ECB Climate Review Shows Once Bailed-Out Bank Now Among the Best

The European Central Bank’s review of climate risk in the finance industry found that Hamburg Commercial Bank AG has moved ahead of its peers in the euro zone, representing a stunning turnaround for a firm that was bailed out during the financial crisis.

“I was a little bit surprised, positively,” Chief Executive Officer Stefan Ermisch said at a conference in Frankfurt on Thursday. “We’re pretty well positioned here. At least the start of the mission we did well.”

The ECB sent its initial findings to individual banks, though it’s not clear others will follow HCOB’s lead and make them public. The supervisor has slammed the wider industry for so far failing to do enough to respond to the risks posed by global warming. 

Ermisch showed a slide based on ECB material that reveals how banks are ranked according to their ability to meet the supervisor’s expectations for climate risk and the quality of their improvement plans.
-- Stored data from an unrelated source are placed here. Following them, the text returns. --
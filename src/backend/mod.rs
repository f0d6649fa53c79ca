//! Memory backends
//!
//! A backend performs the real, expensive allocation and release of host and
//! device memory. The pool calls into it only on resize-on-miss and teardown.
//!
//! - [`SystemBackend`] - host allocator, serves both kinds from host RAM
//! - [`DummyBackend`] - fake addresses with call accounting, for tests
//! - [`HipBackend`] - ROCm/HIP device and pinned host memory (`rocm` feature)

use std::fmt;
use std::ptr::NonNull;

use serde::Serialize;

pub mod dummy;
pub mod error;
#[cfg(feature = "rocm")]
pub mod hip;
pub mod system;

pub use dummy::{DummyBackend, DummyBackendStats};
pub use error::{BackendError, BackendResult};
#[cfg(feature = "rocm")]
pub use hip::HipBackend;
pub use system::SystemBackend;

/// Memory class a chunk belongs to. Fixed for the lifetime of a chunk.
#[derive(Debug, Clone, Copy, PartialEq, Eq, Hash, Serialize)]
#[serde(rename_all = "lowercase")]
pub enum MemoryKind {
    /// Ordinary host-resident memory
    Host,
    /// Device-resident memory
    Device,
}

impl MemoryKind {
    pub fn is_device(self) -> bool {
        matches!(self, MemoryKind::Device)
    }
}

impl fmt::Display for MemoryKind {
    fn fmt(&self, f: &mut fmt::Formatter<'_>) -> fmt::Result {
        match self {
            MemoryKind::Host => write!(f, "host"),
            MemoryKind::Device => write!(f, "device"),
        }
    }
}

/// System-level allocator for host and device memory.
///
/// Calls are assumed to be orders of magnitude slower than a pool hit.
/// Implementations must be usable from any thread; the pool serializes its
/// own calls but makes no promise about which thread they come from.
pub trait MemoryBackend: Send + Sync {
    /// Allocate `size` bytes of `kind` memory. `size` is never zero.
    fn allocate(&self, size: usize, kind: MemoryKind) -> BackendResult<NonNull<u8>>;

    /// Release a region previously returned by [`allocate`](Self::allocate)
    /// with the same `size` and `kind`. Must not fail.
    fn release(&self, ptr: NonNull<u8>, size: usize, kind: MemoryKind);

    /// Short name used in log output
    fn name(&self) -> &'static str {
        "backend"
    }
}

impl<B: MemoryBackend + ?Sized> MemoryBackend for Box<B> {
    fn allocate(&self, size: usize, kind: MemoryKind) -> BackendResult<NonNull<u8>> {
        (**self).allocate(size, kind)
    }

    fn release(&self, ptr: NonNull<u8>, size: usize, kind: MemoryKind) {
        (**self).release(ptr, size, kind)
    }

    fn name(&self) -> &'static str {
        (**self).name()
    }
}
The slide also makes clear that there’s “big, big room for further developments” across the industry in coming years, he said.

ECB Climate Review Shows Once Bailed-Out Bank Now Among the Best

The ECB is reviewing plans that cover 24 trillion euros ($29 trillion) of banking assets and will follow up with lenders that aren’t doing enough, according to Executive Board member Frank Elderson. 

“The ECB will see to it that every bank is making expeditious progress in embedding climate and environmental risks into their institution by following up with supervisory requirements where needed,” he said at the conference. “This supervisory exercise will also offer banks a strong incentive to bolster their ability to identify and quantify their exposures to climate and environmental risks and their tolerance of these risks.”

The ECB will scrutinize the carbon intensity of bank loan books and trading operations in a stress test next year, but its wider review takes account of the qualitative measures they employ to assess and steer climate risk. 

Ermisch has overhauled what was once a German poster child of financial mismanagement. Formerly known as HSH Nordbank AG, the bank required a taxpayer bailout in 2009, after a phase of aggressive risk-taking and deficient governance. HCOB is now best known for financing real estate, renewable energy and shipping. 

The CEO, who oversaw the first privatization of a German Landesbank, said he’s “very optimistic” that HCOB will be able to take a key step in its overhaul by joining a deposit protection fund run by the country’s private banks.

©2021 Bloomberg L.P.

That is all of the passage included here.